Федор жадно следил, всматривался в Осташко — как он примет его слова? Но было святотатством, глумлением, что долгожданную весть сообщают ему, Алексею, эти оскверненные вероломством, изменой, ложью трясущиеся в страхе губы.
Над головами заревели штурмовики, они летели так низко, что, казалось, подхватывалась и гнулась вслед за ними полынь, травы… Гул затихал за курганом.
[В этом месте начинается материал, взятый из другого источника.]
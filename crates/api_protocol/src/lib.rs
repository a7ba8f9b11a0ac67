//! HTTP API protocol definitions for the Taskboard server and its clients.
//!
//! Request payloads keep loosely typed fields (strings, options) so the server
//! can report every problem as a field error instead of rejecting the body.

mod error;
mod requests;
mod responses;
mod types;

pub use error::*;
pub use requests::*;
pub use responses::*;
pub use types::*;
//! Core entity definitions for Taskboard.
//!
//! This crate defines the identity, profile and task records shared by the
//! authorization engine, the stores and the server, together with the task
//! lifecycle rules that every write path applies.

mod identity;
mod profile;
mod task;
mod validation;
mod visibility;

pub use identity::*;
pub use profile::*;
pub use task::*;
pub use validation::*;
pub use visibility::*;
#[tokio::test]
async fn open_tasks_drop_supplied_report_and_hours() {
    let (app, state) = test_app();
    let fixture = seed_fixture(&state).await;

    let (status, body) = create_task(
        &app,
        &fixture.boss.token,
        json!({
            "title": "Early notes",
            "assignedTo": "alice",
            "dueDate": "2025-01-01T00:00",
            "status": "pending",
            "completionReport": "half done",
            "workedHours": 2.5,
        }),
    )
    .await;
    assert_eq!(status, StatusCode::CREATED);
    assert!(body["completionReport"].is_null());
    assert!(body["workedHours"].is_null());

    let uri = format!("/api/tasks/{}", body["id"].as_str().unwrap());
    for hours in [json!(-1), json!(5000), json!("lots")] {
        let response = send(
            &app,
            json_request(
                "PUT",
                &uri,
                Some(&fixture.alice.token),
                json!({"status": "in_progress", "completionReport": "notes", "workedHours": hours}),
            ),
        )
        .await;
        assert_eq!(response.status(), StatusCode::OK);
        let body = read_json(response).await;
        assert_eq!(body["status"], "in_progress");
        assert!(body["completionReport"].is_null());
        assert!(body["workedHours"].is_null());
    }

    // The same hours are rejected once the task is completed.
    let response = send(
        &app,
        json_request(
            "PUT",
            &uri,
            Some(&fixture.alice.token),
            json!({"status": "completed", "completionReport": "notes", "workedHours": -1}),
        ),
    )
    .await;
    assert_eq!(response.status(), StatusCode::BAD_REQUEST);
    let body = read_json(response).await;
    assert_eq!(body["error"]["code"], "validation_failed");
    assert!(body["error"]["fields"].get("workedHours").is_some());
}

#[tokio::test]
async fn user_may_only_progress_own_tasks() {
    let (app, state) = test_app();
    let fixture = seed_fixture(&state).await;
    let alice_task = task_for(&app, &fixture.boss.token, "alice", "Alice task").await;
    let bob_task = task_for(&app, &fixture.root.token, "bob", "Bob task").await;

    let response = send(
        &app,
        json_request(
            "PUT",
            &format!("/api/tasks/{bob_task}"),
            Some(&fixture.alice.token),
            json!({"status": "in_progress"}),
        ),
    )
    .await;
    assert_eq!(response.status(), StatusCode::FORBIDDEN);

    let response = send(
        &app,
        json_request(
            "PUT",
            &format!("/api/tasks/{alice_task}"),
            Some(&fixture.alice.token),
            json!({"title": "Renamed"}),
        ),
    )
    .await;
    assert_eq!(response.status(), StatusCode::FORBIDDEN);

    // Admins only reach tasks of the users they oversee.
    let response = send(
        &app,
        json_request(
            "PUT",
            &format!("/api/tasks/{bob_task}"),
            Some(&fixture.boss.token),
            json!({"title": "Renamed"}),
        ),
    )
    .await;
    assert_eq!(response.status(), StatusCode::FORBIDDEN);

    let response = send(
        &app,
        json_request(
            "PUT",
            &format!("/api/tasks/{alice_task}"),
            Some(&fixture.boss.token),
            json!({"title": "Renamed"}),
        ),
    )
    .await;
    assert_eq!(response.status(), StatusCode::OK);
    assert_eq!(read_json(response).await["title"], "Renamed");
}
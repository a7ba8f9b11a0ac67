//! Authentication and authorization for Taskboard.
//!
//! This crate provides:
//! - The authorization engine deciding what an actor may see and change
//! - Salted password hashing and password strength rules
//! - JWT access token generation, validation and revocation

mod actor;
mod error;
mod jwt;
mod password;
pub mod policy;
mod revocation;

pub use actor::*;
pub use error::*;
pub use jwt::*;
pub use password::*;
pub use policy::{DashboardScope, Decision, Denial};
pub use revocation::*;

/// Default JWT expiration time in hours.
pub const DEFAULT_JWT_EXPIRATION_HOURS: u64 = 24;

/// Default JWT issuer.
pub const DEFAULT_JWT_ISSUER: &str = "taskboard";
//! Role-dependent dashboard aggregates.

use api_protocol::DashboardView;
use auth::{Actor, DashboardScope, policy};
use entities::{Role, Task, TaskStatus, TaskVisibility};
use task_store::{AccountFilter, TaskFilter, TaskStore};

use super::Usernames;
use crate::error::ServerResult;
use crate::state::AppState;

/// Number of recent tasks shown on a dashboard.
pub const RECENT_TASKS: u32 = 10;

struct TaskCounts {
    total: u32,
    completed: u32,
    recent: Vec<Task>,
}

async fn count_tasks<S: TaskStore>(store: &S, visibility: TaskVisibility) -> ServerResult<TaskCounts> {
    let (recent, total) = store
        .list_tasks(TaskFilter::visible(visibility).with_limit(RECENT_TASKS))
        .await?;
    let (_, completed) = store
        .list_tasks(
            TaskFilter::visible(visibility)
                .with_status(TaskStatus::Completed)
                .with_limit(0),
        )
        .await?;
    Ok(TaskCounts {
        total,
        completed,
        recent,
    })
}

/// Builds the dashboard for the actor's scope.
pub async fn dashboard<S: TaskStore>(state: &AppState<S>, actor: &Actor) -> ServerResult<DashboardView> {
    let store = &state.store;
    let mut usernames = Usernames::new(store);

    let view = match policy::dashboard_scope(actor) {
        DashboardScope::Global => {
            let counts = count_tasks(store, TaskVisibility::All).await?;
            DashboardView::Global {
                total_users: store.count_profiles(Role::User).await?,
                total_admins: store.count_profiles(Role::Admin).await?,
                total_tasks: counts.total,
                completed_tasks: counts.completed,
                recent_tasks: usernames.tasks(&counts.recent).await?,
            }
        }
        DashboardScope::Managed(admin_id) => {
            let (managed, managed_users) = store
                .list_accounts(AccountFilter::managed_by(admin_id))
                .await?;
            let counts = count_tasks(store, TaskVisibility::ManagedBy(admin_id)).await?;
            DashboardView::Managed {
                managed_users,
                total_tasks: counts.total,
                completed_tasks: counts.completed,
                recent_tasks: usernames.tasks(&counts.recent).await?,
                users: usernames.users(&managed).await?,
            }
        }
        DashboardScope::Personal(identity_id) => {
            let counts = count_tasks(store, TaskVisibility::AssignedTo(identity_id)).await?;
            DashboardView::Personal {
                total_tasks: counts.total,
                completed_tasks: counts.completed,
                recent_tasks: usernames.tasks(&counts.recent).await?,
            }
        }
    };
    Ok(view)
}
— По-честному? А она у тебя была, эта честь? — глухо спросил Осташко.
— Можешь и не верить. Дело твое… Только чего б я стал выдумывать? Мне это сейчас побоку…
— Ну, что еще скажешь, гад?
Федор снова судорожно задергал плечом. Кровь из ссадины сочилась вниз, по раскрыльям носа, на пошерхлые, запекшиеся, черные губы. Облизнул их, сплюнул.
— Гадом назвал? Только и всего? Весь разговор? А хочешь, Алешка, про Нагоровку услышать? Про твой Дворец? Эх, погулял я там, да мало…
— Уводи ты их, Ремизов, поскорей… от греха уводи, — не приказал, а скорее взмолился Алексей, чувствуя, как накатывается на сердце необуздываемое никакой человеческой волей ожесточение.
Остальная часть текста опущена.